Stored data entries:

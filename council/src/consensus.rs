//! Consensus scoring over stage-2 judgements.
//!
//! Partial judges are excluded from everything except `partial_rate` and
//! `evidence_ok_rate`; an all-partial panel leaves consensus undefined and
//! the orchestrator falls back to the raw stage-1 order.

use std::collections::BTreeMap;

use serde::{Deserialize, Serialize};

use crate::anonymize::LabelMap;
use crate::types::{AggregateRanking, Judgement, Label};

/// Aggregated stage-2 metrics. These drive the adjudication triggers and are
/// copied into the decision trace.
#[derive(Debug, Clone, Serialize, Deserialize)]
pub struct ConsensusMetrics {
    /// Modal top-1 label across non-partial judges; ties break to the
    /// lexicographically smallest label. None when every judge was partial.
    pub top1_consensus: Option<Label>,
    /// Fraction of non-partial judges whose top-1 matches the winner.
    pub top1_support: f64,
    /// Mean rank per model, ascending (lower is better).
    pub aggregate_rankings: Vec<AggregateRanking>,
    /// Partial judges over all judges.
    pub partial_rate: f64,
    /// Mean per-judge evidence-ok ratio, over all judges.
    pub evidence_ok_rate: f64,
    /// True when no two non-partial judges share a top-1 pick.
    pub divergence_extreme: bool,
    /// Size of the non-partial panel.
    pub non_partial: usize,
}

/// Pure scorer; all inputs arrive by reference, nothing blocks.
pub struct ConsensusScorer;

impl ConsensusScorer {
    pub fn score(judgements: &[Judgement], label_map: &LabelMap) -> ConsensusMetrics {
        let total = judgements.len();
        let label_count = label_map.len();
        let non_partial: Vec<&Judgement> = judgements.iter().filter(|j| !j.partial).collect();

        let partial_rate = if total == 0 {
            0.0
        } else {
            (total - non_partial.len()) as f64 / total as f64
        };

        let evidence_ok_rate = if total == 0 {
            0.0
        } else {
            judgements
                .iter()
                .map(|j| j.evidence_ok_ratio(label_count))
                .sum::<f64>()
                / total as f64
        };

        let mut top1_counts: BTreeMap<Label, usize> = BTreeMap::new();
        for judgement in &non_partial {
            if let Some(top) = judgement.parsed_ranking.first() {
                *top1_counts.entry(*top).or_insert(0) += 1;
            }
        }

        // BTreeMap iteration is label-ordered, so a strict `>` comparison
        // leaves ties with the lexicographically smallest label.
        let top1 = top1_counts
            .iter()
            .fold(None::<(Label, usize)>, |best, (label, count)| match best {
                Some((_, best_count)) if *count <= best_count => best,
                _ => Some((*label, *count)),
            });

        let (top1_consensus, top1_support) = match top1 {
            Some((label, count)) if !non_partial.is_empty() => {
                (Some(label), count as f64 / non_partial.len() as f64)
            }
            _ => (None, 0.0),
        };

        let divergence_extreme = non_partial.len() >= 2
            && top1_counts.values().all(|count| *count == 1);

        ConsensusMetrics {
            top1_consensus,
            top1_support,
            aggregate_rankings: aggregate_rankings(&non_partial, label_map),
            partial_rate,
            evidence_ok_rate,
            divergence_extreme,
            non_partial: non_partial.len(),
        }
    }
}

/// Mean 1-based rank position per model over the non-partial panel, sorted
/// best first.
fn aggregate_rankings(non_partial: &[&Judgement], label_map: &LabelMap) -> Vec<AggregateRanking> {
    let mut sums: BTreeMap<String, (f64, u32)> = BTreeMap::new();

    for judgement in non_partial {
        for (position, label) in judgement.parsed_ranking.iter().enumerate() {
            let Some(model) = label_map.model_of(*label) else { continue };
            let entry = sums.entry(model.to_string()).or_insert((0.0, 0));
            entry.0 += (position + 1) as f64;
            entry.1 += 1;
        }
    }

    let mut out: Vec<AggregateRanking> = sums
        .into_iter()
        .map(|(model, (sum, count))| AggregateRanking {
            model,
            average_rank: sum / count as f64,
            rankings_count: count,
        })
        .collect();

    out.sort_by(|a, b| {
        a.average_rank
            .partial_cmp(&b.average_rank)
            .unwrap_or(std::cmp::Ordering::Equal)
            .then_with(|| a.model.cmp(&b.model))
    });
    out
}
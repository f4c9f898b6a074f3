//! The three-stage orchestrator.
//!
//! Sequences generation → judging → (optional adjudication) → synthesis for
//! one user message, owns the decision trace, and emits lifecycle events as
//! each stage settles. Only prompt validation is fatal; every downstream
//! failure degrades the output and is recorded in the trace. The trace is
//! committed to the conversation store even when the client has gone away.

use std::collections::BTreeMap;
use std::sync::Arc;

use tokio_util::sync::CancellationToken;
use tracing::{debug, info, warn};
use uuid::Uuid;

use crate::adjudication::AdjudicationPolicy;
use crate::anonymize::{LabelMap, PublicAnswer};
use crate::client::{ModelClient, ModelErrorKind};
use crate::config::CouncilConfig;
use crate::consensus::{ConsensusMetrics, ConsensusScorer};
use crate::error::{ErrorKind, PipelineError, PipelineResult, TraceError};
use crate::events::{CouncilEvent, EventStream};
use crate::prompts;
use crate::ranking::{extract_label_chain, RankingParser};
use crate::roles::Role;
use crate::runner::{ModelTask, StageRunner, TaskResult};
use crate::storage::{ConversationStore, StoredMessage, UserMessage, DEFAULT_TITLE};
use crate::types::{
    AdjudicationRecord, AssistantMessage, Contributor, DecisionTrace, Judgement, Label,
    PartialReason, Rejection, Stage1Answer, Stage3Result,
};

const STAGE1_ALL_FAILED: &str = "All models failed to respond in Stage 1";

/// Mutable per-run bookkeeping. Everything here ends up in the trace.
#[derive(Default)]
struct RunState {
    errors: Vec<TraceError>,
    disconnected: bool,
}

impl RunState {
    fn record(&mut self, error: TraceError) {
        self.errors.push(error);
    }
}

pub struct Orchestrator {
    config: CouncilConfig,
    runner: StageRunner,
    store: Arc<dyn ConversationStore>,
    policy: AdjudicationPolicy,
}
// src/export/xlsx.rs

use crate::errors::{AppError, AppResult};
use crate::export::model::{get_headers, start00_caption, title};
use crate::export::notify_export_success;
use crate::models::{RenderedTable, TableDescriptor};
use crate::ui::messages::info;
use rust_xlsxwriter::{Color, Format, FormatAlign, FormatBorder, FormatPattern, Workbook, Worksheet};
use std::path::Path;
use unicode_width::UnicodeWidthStr;

/// XLSX export with header styling, zebra bands and auto column widths.
pub(crate) fn export_xlsx(table: &TableDescriptor, rendered: &RenderedTable, path: &Path) -> AppResult<()> {
    info(format!("Exporting to XLSX: {}", path.display()));

    let mut workbook = Workbook::new();
    let worksheet = workbook.add_worksheet();
    worksheet.set_name(sheet_name(&title(table))).map_err(to_app_error)?;

    // ---------------------------
    // Caption rows
    // ---------------------------
    let mut first_row: u32 = 0;
    if let Some(caption) = start00_caption(table) {
        worksheet
            .write_with_format(0, 0, caption, &Format::new().set_italic())
            .map_err(to_app_error)?;
        first_row = 2;
    }

    // ---------------------------
    // Header
    // ---------------------------
    let headers = get_headers(table);

    let header_format = Format::new()
        .set_bold()
        .set_font_color(Color::RGB(0xFFFFFF))
        .set_background_color(Color::RGB(0x2F75B5))
        .set_pattern(FormatPattern::Solid)
        .set_border(FormatBorder::Thin);

    for (col, header) in headers.iter().enumerate() {
        worksheet
            .write_with_format(first_row, col as u16, header.as_str(), &header_format)
            .map_err(to_app_error)?;
    }

    worksheet.set_freeze_panes(first_row + 1, 0).ok();

    let mut col_widths: Vec<usize> = headers.iter().map(|h| UnicodeWidthStr::width(h.as_str())).collect();

    let band1 = Color::RGB(0xEAF3FB);
    let band2 = Color::RGB(0xFFFFFF);

    // ---------------------------
    // Rows
    // ---------------------------
    for (row_index, row) in rendered.rows.iter().enumerate() {
        let xl_row = first_row + 1 + row_index as u32;
        let band_color = if row_index % 2 == 0 { band1 } else { band2 };

        for (col, cell) in row.cells.iter().enumerate() {
            let text = cell.content.plain_text();
            write_xlsx_cell(worksheet, xl_row, col as u16, &text, band_color, cell.content.is_changed())?;

            if let Some(w) = col_widths.get_mut(col) {
                *w = (*w).max(UnicodeWidthStr::width(text.as_str()));
            }
        }
    }

    for (c, w) in col_widths.iter().enumerate() {
        worksheet
            .set_column_width(c as u16, *w as f64 + 2.0)
            .map_err(to_app_error)?;
    }

    workbook.save(path).map_err(to_app_error)?;

    notify_export_success("XLSX", path);
    Ok(())
}

/// Writes one cell; numbers are stored as numbers, changed cells in dark red.
fn write_xlsx_cell(
    worksheet: &mut Worksheet,
    row: u32,
    col: u16,
    s: &str,
    bg: Color,
    changed: bool,
) -> AppResult<()> {
    let mut fmt = Format::new()
        .set_background_color(bg)
        .set_pattern(FormatPattern::Solid)
        .set_border(FormatBorder::Thin);
    if changed {
        fmt = fmt.set_font_color(Color::RGB(0x8B0000)).set_bold();
    }

    if !changed && let Ok(num) = s.parse::<f64>() {
        let fmt = fmt.set_align(FormatAlign::Right);
        worksheet
            .write_with_format(row, col, num, &fmt)
            .map_err(to_app_error)?;
        return Ok(());
    }

    worksheet
        .write_with_format(row, col, s, &fmt)
        .map_err(to_app_error)?;

    Ok(())
}

/// Worksheet names are limited to 31 characters and a few forbidden symbols.
fn sheet_name(title: &str) -> String {
    let cleaned: String = title
        .chars()
        .filter(|c| !matches!(c, '[' | ']' | ':' | '*' | '?' | '/' | '\\'))
        .take(31)
        .collect();
    if cleaned.trim().is_empty() {
        "Results".to_string()
    } else {
        cleaned
    }
}

fn to_app_error<E: std::fmt::Display>(e: E) -> AppError {
    AppError::Export(format!("XLSX error: {e}"))
}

Problem: Your output should consist solely of the lines from the beginning of the entries through the line containing "#[derive(Debug, Clone, Serialize, Deserialize)]", reproduced exactly.

Result of this exercise:
filename council/src/consensus.rs
//! Consensus scoring over stage-2 judgements.
//!
//! Partial judges are excluded from everything except `partial_rate` and
//! `evidence_ok_rate`; an all-partial panel leaves consensus undefined and
//! the orchestrator falls back to the raw stage-1 order.

use std::collections::BTreeMap;

use serde::{Deserialize, Serialize};

use crate::anonymize::LabelMap;
use crate::types::{AggregateRanking, Judgement, Label};

/// Aggregated stage-2 metrics. These drive the adjudication triggers and are
/// copied into the decision trace.
#[derive(Debug, Clone, Serialize, Deserialize)]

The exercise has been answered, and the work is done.